[Collection entries]
____
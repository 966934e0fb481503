use axum::{
    debug_handler,
    extract::{
        rejection::{JsonRejection, PathRejection, QueryRejection},
        Path, Query, State,
    },
    Json,
};
use serde::Deserialize;
use serde_json::{json, Value};
use uuid::Uuid;

use crate::{
    auth::CurrentUser,
    chat::{RoomPatch, RoomProjector, RoomStore},
    ApiResult, AppError, AppResult, Echo,
};

use super::{decode, member_room, path, query};

#[debug_handler(state = crate::AppState)]
pub(crate) async fn patch_room(
    State(rooms): State<RoomStore>,
    CurrentUser(user): CurrentUser,
    rid: Result<Path<Uuid>, PathRejection>,
    payload: Result<Json<Value>, JsonRejection>,
) -> ApiResult<Json<Value>> {
    let rid = path(rid)?;
    let patch: RoomPatch = decode(payload)?;

    let updated = async {
        member_room(&rooms, rid, user.id).await?;
        rooms.update_fields(rid, patch).await
    };
    let room = updated.await.echo(json!({ "rid": rid }))?;
    Ok(Json(json!({ "chatRoom": room })))
}

#[debug_handler(state = crate::AppState)]
pub(crate) async fn delete_room(
    State(rooms): State<RoomStore>,
    CurrentUser(user): CurrentUser,
    rid: Result<Path<Uuid>, PathRejection>,
) -> ApiResult<Json<Value>> {
    let rid = path(rid)?;
    let deleted = async {
        member_room(&rooms, rid, user.id).await?;
        rooms.delete(rid).await
    };
    let deleted = deleted.await.echo(json!({ "rid": rid }))?;
    Ok(Json(json!({ "rid": rid, "deleted": deleted })))
}

#[derive(Debug, Default, Deserialize)]
pub(crate) struct ListQuery {
    #[serde(default)]
    skip: usize,
    limit: Option<usize>,
    /// Comma-separated room ids.
    ids: Option<String>,
}

fn parse_ids(raw: &str) -> AppResult<Vec<Uuid>> {
    raw.split(',')
        .map(str::trim)
        .filter(|s| !s.is_empty())
        .map(|s| Uuid::parse_str(s).map_err(|_| AppError::Validation(format!("{s:?} is not a room id"))))
        .collect()
}

#[debug_handler(state = crate::AppState)]
pub(crate) async fn list_rooms(
    State(projector): State<RoomProjector>,
    CurrentUser(user): CurrentUser,
    list: Result<Query<ListQuery>, QueryRejection>,
) -> ApiResult<Json<Value>> {
    let list = query(list)?;
    let echo = json!({ "skip": list.skip, "limit": list.limit, "ids": list.ids });

    let listed = async {
        let ids = list.ids.as_deref().map(parse_ids).transpose()?;
        projector.list_for_user(user.id, ids.as_deref(), list.skip, list.limit).await
    };
    let rooms = listed.await.echo(echo)?;
    Ok(Json(json!({ "chatRooms": rooms })))
}
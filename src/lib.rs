//! Scenario Forecaster - compound-growth projections for personal investment scenarios
//!
//! This library provides:
//! - Closed-form projection of a scenario (lump sum plus monthly contributions)
//! - Yearly cumulative snapshots over the scenario horizon
//! - Threshold, ROI, milestone, goal and reminder alerts over projected figures
//! - An on-demand alert check pass producing notifications
//! - Parallel batch runs and side-by-side scenario comparison
//!
//! Persistence, authentication, and email delivery belong to the calling
//! application: projections are returned as values, never saved.

pub mod error;
pub mod scenario;
pub mod projection;
pub mod alerts;
pub mod runner;

// Re-export commonly used types
pub use error::{DomainError, LoadError, ProjectionError};
pub use scenario::{Scenario, ScenarioParameters, ScenarioType};
pub use projection::{
    generate_snapshots, project, ProjectedFigures, ProjectionConfig, ProjectionEngine,
    ProjectionResult, ScenarioFigures, YearlySnapshot,
};
pub use alerts::{evaluate, Alert, AlertCondition, AlertStatus, AlertType, Notification};
pub use runner::ScenarioRunner;
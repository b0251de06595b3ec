//! Alert records and the condition they carry

use chrono::{DateTime, Duration, Utc};
use rust_decimal::Decimal;
use serde::{Deserialize, Serialize};

/// Kind of condition an alert watches
#[derive(Debug, Clone, Copy, PartialEq, Eq, Hash, Serialize, Deserialize)]
#[serde(rename_all = "lowercase")]
pub enum AlertType {
    /// Milestone reached
    Milestone,
    /// Investment goal
    Goal,
    /// Value threshold
    Threshold,
    /// ROI target
    Roi,
    /// Periodic reminder, fired on a schedule rather than on figures
    Reminder,
}

impl AlertType {
    /// Parse the lowercase key used in CSV files and requests
    pub fn from_key(key: &str) -> Option<Self> {
        match key {
            "milestone" => Some(AlertType::Milestone),
            "goal" => Some(AlertType::Goal),
            "threshold" => Some(AlertType::Threshold),
            "roi" => Some(AlertType::Roi),
            "reminder" => Some(AlertType::Reminder),
            _ => None,
        }
    }

    pub fn label(&self) -> &'static str {
        match self {
            AlertType::Milestone => "Milestone Reached",
            AlertType::Goal => "Investment Goal",
            AlertType::Threshold => "Value Threshold",
            AlertType::Roi => "ROI Target",
            AlertType::Reminder => "Periodic Reminder",
        }
    }
}

/// Lifecycle state of an alert
#[derive(Debug, Clone, Copy, Default, PartialEq, Eq, Hash, Serialize, Deserialize)]
#[serde(rename_all = "lowercase")]
pub enum AlertStatus {
    #[default]
    Active,
    Triggered,
    Disabled,
}

impl AlertStatus {
    pub fn from_key(key: &str) -> Option<Self> {
        match key {
            "active" => Some(AlertStatus::Active),
            "triggered" => Some(AlertStatus::Triggered),
            "disabled" => Some(AlertStatus::Disabled),
            _ => None,
        }
    }
}

/// The part of an alert the evaluator looks at
#[derive(Debug, Clone, PartialEq, Eq, Serialize, Deserialize)]
pub struct AlertCondition {
    pub alert_type: AlertType,

    /// Portfolio value to reach (threshold, milestone, goal)
    #[serde(default)]
    pub target_value: Option<Decimal>,

    /// ROI percentage to reach (roi)
    #[serde(default)]
    pub target_roi_pct: Option<Decimal>,
}

impl AlertCondition {
    pub fn value_target(alert_type: AlertType, target_value: Decimal) -> Self {
        Self {
            alert_type,
            target_value: Some(target_value),
            target_roi_pct: None,
        }
    }

    pub fn roi_target(target_roi_pct: Decimal) -> Self {
        Self {
            alert_type: AlertType::Roi,
            target_value: None,
            target_roi_pct: Some(target_roi_pct),
        }
    }
}

/// A user-defined alert over one scenario's projected figures
#[derive(Debug, Clone, Serialize, Deserialize)]
pub struct Alert {
    pub id: u32,
    pub name: String,
    pub condition: AlertCondition,

    #[serde(default)]
    pub status: AlertStatus,

    /// Linked scenario; alerts without one never trigger on figures
    #[serde(default)]
    pub scenario_id: Option<u32>,

    /// Days between reminders (reminder alerts only)
    #[serde(default)]
    pub reminder_frequency_days: Option<u32>,

    /// Text shown in the notification when the alert fires
    pub message: String,

    /// Ask the caller to also deliver the notification by email
    #[serde(default)]
    pub send_email: bool,

    pub created_at: DateTime<Utc>,
    #[serde(default)]
    pub triggered_at: Option<DateTime<Utc>>,
    #[serde(default)]
    pub last_checked: Option<DateTime<Utc>>,
    #[serde(default)]
    pub next_reminder: Option<DateTime<Utc>>,
}

impl Alert {
    pub fn new(id: u32, name: impl Into<String>, condition: AlertCondition, message: impl Into<String>) -> Self {
        Self {
            id,
            name: name.into(),
            condition,
            status: AlertStatus::Active,
            scenario_id: None,
            reminder_frequency_days: None,
            message: message.into(),
            send_email: false,
            created_at: Utc::now(),
            triggered_at: None,
            last_checked: None,
            next_reminder: None,
        }
    }

    pub fn for_scenario(mut self, scenario_id: u32) -> Self {
        self.scenario_id = Some(scenario_id);
        self
    }

    pub fn alert_type(&self) -> AlertType {
        self.condition.alert_type
    }

    pub fn is_active(&self) -> bool {
        self.status == AlertStatus::Active
    }

    /// Flip between active and disabled
    ///
    /// Re-activating clears the trigger timestamp so the alert can fire
    /// again. Triggered alerts are left as they are.
    pub fn toggle(&mut self) -> AlertStatus {
        match self.status {
            AlertStatus::Active => self.status = AlertStatus::Disabled,
            AlertStatus::Disabled => {
                self.status = AlertStatus::Active;
                self.triggered_at = None;
            }
            AlertStatus::Triggered => {}
        }
        self.status
    }

    /// Interval between reminders, if this alert has one
    pub fn reminder_interval(&self) -> Option<Duration> {
        match (self.condition.alert_type, self.reminder_frequency_days) {
            (AlertType::Reminder, Some(days)) if days > 0 => Some(Duration::days(i64::from(days))),
            _ => None,
        }
    }
}
//! Projection engine for compound-growth scenario projections

mod engine;
mod results;
pub mod rounding;

pub use engine::{generate_snapshots, project, ProjectionConfig, ProjectionEngine};
pub use results::{ProjectedFigures, ProjectionResult, ScenarioFigures, YearlySnapshot};
pub use rounding::round_money;
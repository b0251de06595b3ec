//! Scenario data structures matching the scenario CSV format

use chrono::{DateTime, Utc};
use rust_decimal::Decimal;
use serde::{Deserialize, Serialize};

/// Default annual inflation assumption in percent
pub const DEFAULT_INFLATION_RATE_PCT: Decimal = Decimal::from_parts(25, 0, 0, false, 1);

/// Outlook a scenario was built around
#[derive(Debug, Clone, Copy, Default, PartialEq, Eq, Hash, Serialize, Deserialize)]
#[serde(rename_all = "lowercase")]
pub enum ScenarioType {
    Optimistic,
    #[default]
    Realistic,
    Pessimistic,
    Custom,
}

impl ScenarioType {
    /// Parse the lowercase key used in CSV files
    pub fn from_key(key: &str) -> Option<Self> {
        match key {
            "optimistic" => Some(ScenarioType::Optimistic),
            "realistic" => Some(ScenarioType::Realistic),
            "pessimistic" => Some(ScenarioType::Pessimistic),
            "custom" => Some(ScenarioType::Custom),
            _ => None,
        }
    }

    /// Human readable label
    pub fn label(&self) -> &'static str {
        match self {
            ScenarioType::Optimistic => "Optimistic",
            ScenarioType::Realistic => "Realistic",
            ScenarioType::Pessimistic => "Pessimistic",
            ScenarioType::Custom => "Custom",
        }
    }
}

/// Inputs to one projection run
#[derive(Debug, Clone, PartialEq, Eq, Serialize, Deserialize)]
pub struct ScenarioParameters {
    /// Lump sum invested at month 0
    pub initial_investment: Decimal,

    /// Deposit made at the end of every month
    #[serde(default)]
    pub monthly_contribution: Decimal,

    /// Nominal annual return in percent (7 means 7%)
    pub annual_return_rate_pct: Decimal,

    /// Horizon in whole years
    pub investment_period_years: u32,

    /// Carried for display only, never enters the projection
    #[serde(default = "default_inflation_rate_pct")]
    pub inflation_rate_pct: Decimal,

    /// Carried for display only, never enters the projection
    #[serde(default)]
    pub volatility_pct: Decimal,
}

fn default_inflation_rate_pct() -> Decimal {
    DEFAULT_INFLATION_RATE_PCT
}

impl ScenarioParameters {
    /// Parameters with no monthly contribution and default display assumptions
    pub fn new(
        initial_investment: Decimal,
        annual_return_rate_pct: Decimal,
        investment_period_years: u32,
    ) -> Self {
        Self {
            initial_investment,
            monthly_contribution: Decimal::ZERO,
            annual_return_rate_pct,
            investment_period_years,
            inflation_rate_pct: DEFAULT_INFLATION_RATE_PCT,
            volatility_pct: Decimal::ZERO,
        }
    }

    pub fn with_monthly_contribution(mut self, monthly_contribution: Decimal) -> Self {
        self.monthly_contribution = monthly_contribution;
        self
    }
}

/// A named scenario owned by a user of the surrounding application
#[derive(Debug, Clone, Serialize, Deserialize)]
pub struct Scenario {
    /// Unique scenario identifier
    pub id: u32,

    pub name: String,

    pub scenario_type: ScenarioType,

    pub parameters: ScenarioParameters,

    /// Creation time, newest scenarios are compared by default
    pub created_at: DateTime<Utc>,
}

impl Scenario {
    pub fn new(id: u32, name: impl Into<String>, parameters: ScenarioParameters) -> Self {
        Self {
            id,
            name: name.into(),
            scenario_type: ScenarioType::default(),
            parameters,
            created_at: Utc::now(),
        }
    }

    /// Display name, e.g. "Retirement Plan (realistic)"
    pub fn display_name(&self) -> String {
        format!("{} ({})", self.name, self.scenario_type.label().to_lowercase())
    }
}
____
> _About this exercise_:
Copy each line from the entries above that has the word "projections" in it.

> _Result_:
//! Scenario Forecaster - compound-growth projections for personal investment scenarios
//! application: projections are returned as values, never saved.
//! Projection engine for compound-growth scenario projections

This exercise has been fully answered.